An Italian influencer dubbed ‘the king of Milan’s nightlife’ who bragged about washing his Ferrari with champagne has been arrested on suspicion of running a drugs and prostitution ring.
David Lacerenza, 58, was accused of charging customers up to €10,000 (£8,375) a night for drugs, sex and booze at his bar, La Ginoteneria di Davide.
The bar has been seized by authorities and Lacerenza, a former fruit-and-vegetable stall owner turned entrepreneur, was arrested on Tuesday in an operation led by Italian tax police.
Stefania Nobile, his ex-partner and a well-known TV personality in Italy, was also arrested.
The pair are charged with self-laundering, aiding and abetting prostitution as well as possession and dealing of drugs, the Milan prosecutor’s office says.
Authorities began investigating Lacerenza, who has almost 260,000 followers on Instagram, after they were told that a 30-year-old Milan man, identified only as SS, spent €641,000 (£539,000) at the influencer’s bar.

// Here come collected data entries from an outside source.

//! # Business Configuration
//!
//! Locale and currency rules used to render prices for shoppers.
//!
//! ```text
//! ┌─────────────────────────────────────────────────────────────────────────┐
//! │  BusinessConfig { locale: "de-DE", currency: "EUR" }                    │
//! │         │                                                               │
//! │         ▼                                                               │
//! │  LocaleCurrencyFormatter ──► Money(123456) ──► "1.234,56 €"            │
//! │         ▲                                                               │
//! │         │ implements                                                    │
//! │  CurrencyFormatter (trait) ◄── tests inject a fixed formatter          │
//! └─────────────────────────────────────────────────────────────────────────┘
//! ```

use std::fmt;
use std::sync::Arc;

use serde::{Deserialize, Serialize};

use crate::error::{CoreError, CoreResult};
use crate::money::Money;

// =============================================================================
// Formatter Seam
// =============================================================================

/// Renders an amount for display. Injected wherever prices are formatted so
/// tests can pin locale and currency.
pub trait CurrencyFormatter: Send + Sync {
    fn format(&self, amount: Money) -> String;
}

impl<F> CurrencyFormatter for F
where
    F: Fn(Money) -> String + Send + Sync,
{
    fn format(&self, amount: Money) -> String {
        self(amount)
    }
}

/// Shared, type-erased formatter handle.
pub type SharedFormatter = Arc<dyn CurrencyFormatter>;

// =============================================================================
// Business Config
// =============================================================================

/// Locale and currency of the business running the storefront.
#[derive(Debug, Clone, PartialEq, Eq, Serialize, Deserialize)]
#[serde(rename_all = "camelCase")]
pub struct BusinessConfig {
    /// BCP 47 tag such as `en-US`.
    pub locale: String,

    /// ISO 4217 code such as `USD`.
    pub currency_code: String,
}

impl Default for BusinessConfig {
    fn default() -> Self {
        BusinessConfig {
            locale: "en-US".to_string(),
            currency_code: "USD".to_string(),
        }
    }
}

impl BusinessConfig {
    /// Creates a validated config. Currency codes are upper-cased.
    pub fn new(locale: impl Into<String>, currency_code: impl Into<String>) -> CoreResult<Self> {
        let config = BusinessConfig {
            locale: locale.into(),
            currency_code: currency_code.into().to_ascii_uppercase(),
        };
        config.validate()?;
        Ok(config)
    }

    pub fn validate(&self) -> CoreResult<()> {
        let code = &self.currency_code;
        if code.len() != 3 || !code.bytes().all(|b| b.is_ascii_uppercase()) {
            return Err(CoreError::InvalidCurrency(code.clone()));
        }

        let mut parts = self.locale.split(['-', '_']);
        let language_ok = parts
            .next()
            .is_some_and(|l| (2..=3).contains(&l.len()) && l.bytes().all(|b| b.is_ascii_alphabetic()));
        let region_ok = parts.all(|p| !p.is_empty() && p.bytes().all(|b| b.is_ascii_alphanumeric()));
        if !language_ok || !region_ok {
            return Err(CoreError::InvalidLocale(self.locale.clone()));
        }

        Ok(())
    }

    /// Builds the formatter for this locale/currency pair.
    pub fn formatter(&self) -> LocaleCurrencyFormatter {
        LocaleCurrencyFormatter::new(self)
    }

    /// Same as [`formatter`](Self::formatter), behind a shared handle.
    pub fn shared_formatter(&self) -> SharedFormatter {
        Arc::new(self.formatter())
    }
}

// =============================================================================
// Locale Formatter
// =============================================================================

/// Number layout conventions of a locale.
#[derive(Debug, Clone, Copy, PartialEq, Eq)]
struct LocaleConventions {
    decimal: char,
    group: char,
    symbol_first: bool,
    symbol_spaced: bool,
}

const EN: LocaleConventions = LocaleConventions {
    decimal: '.',
    group: ',',
    symbol_first: true,
    symbol_spaced: false,
};

fn conventions_for(locale: &str) -> LocaleConventions {
    let normalized = locale.replace('_', "-").to_ascii_lowercase();
    match normalized.as_str() {
        "de-de" | "de-at" | "es-es" | "it-it" => LocaleConventions {
            decimal: ',',
            group: '.',
            symbol_first: false,
            symbol_spaced: true,
        },
        "fr-fr" | "fr-ca" => LocaleConventions {
            decimal: ',',
            group: '\u{202f}',
            symbol_first: false,
            symbol_spaced: true,
        },
        "nl-nl" => LocaleConventions {
            decimal: ',',
            group: '.',
            symbol_first: true,
            symbol_spaced: true,
        },
        _ => EN,
    }
}

fn symbol_for(currency_code: &str) -> &str {
    match currency_code {
        "USD" | "CAD" | "AUD" | "NZD" | "MXN" => "$",
        "EUR" => "€",
        "GBP" => "£",
        "JPY" => "¥",
        other => other,
    }
}

/// Formats amounts following a locale's separators and symbol placement.
#[derive(Clone, PartialEq, Eq)]
pub struct LocaleCurrencyFormatter {
    conventions: LocaleConventions,
    symbol: String,
}

impl LocaleCurrencyFormatter {
    pub fn new(config: &BusinessConfig) -> Self {
        LocaleCurrencyFormatter {
            conventions: conventions_for(&config.locale),
            symbol: symbol_for(&config.currency_code).to_string(),
        }
    }

    fn group_digits(&self, whole: u64) -> String {
        let digits = whole.to_string();
        let mut grouped = String::with_capacity(digits.len() + digits.len() / 3);
        for (i, ch) in digits.chars().enumerate() {
            if i > 0 && (digits.len() - i) % 3 == 0 {
                grouped.push(self.conventions.group);
            }
            grouped.push(ch);
        }
        grouped
    }
}

impl fmt::Debug for LocaleCurrencyFormatter {
    fn fmt(&self, f: &mut fmt::Formatter<'_>) -> fmt::Result {
        f.debug_struct("LocaleCurrencyFormatter")
            .field("symbol", &self.symbol)
            .field("decimal", &self.conventions.decimal)
            .finish()
    }
}

impl CurrencyFormatter for LocaleCurrencyFormatter {
    fn format(&self, amount: Money) -> String {
        let cents = amount.cents().unsigned_abs();
        let number = format!(
            "{}{}{:02}",
            self.group_digits(cents / 100),
            self.conventions.decimal,
            cents % 100
        );
        let space = if self.conventions.symbol_spaced { " " } else { "" };
        let sign = if amount.is_negative() { "-" } else { "" };

        if self.conventions.symbol_first {
            format!("{sign}{}{space}{number}", self.symbol)
        } else {
            format!("{sign}{number}{space}{}", self.symbol)
        }
    }
}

During his police interview, the man also said he spent €50,000 (£42,000) in one night at the bar after Lacerenza took him to a smaller club where he was supplied with prostitutes.
In other instances, SS said Lacerenza would come to his house with multiple escorts.
Italian media quoted one regular at the bar, who described seeing naked women and ‘stupid, drunk rich kids whipping the corks off champagne bottles with their iPhones’.
Another customer says signs of drug-taking were evident in the bar’s bathroom.
‘I go to the loo and find a weighing scale with a glass plate for snorting [cocaine] off, but no paper towels to dry your hands — it was indecent,’ they said.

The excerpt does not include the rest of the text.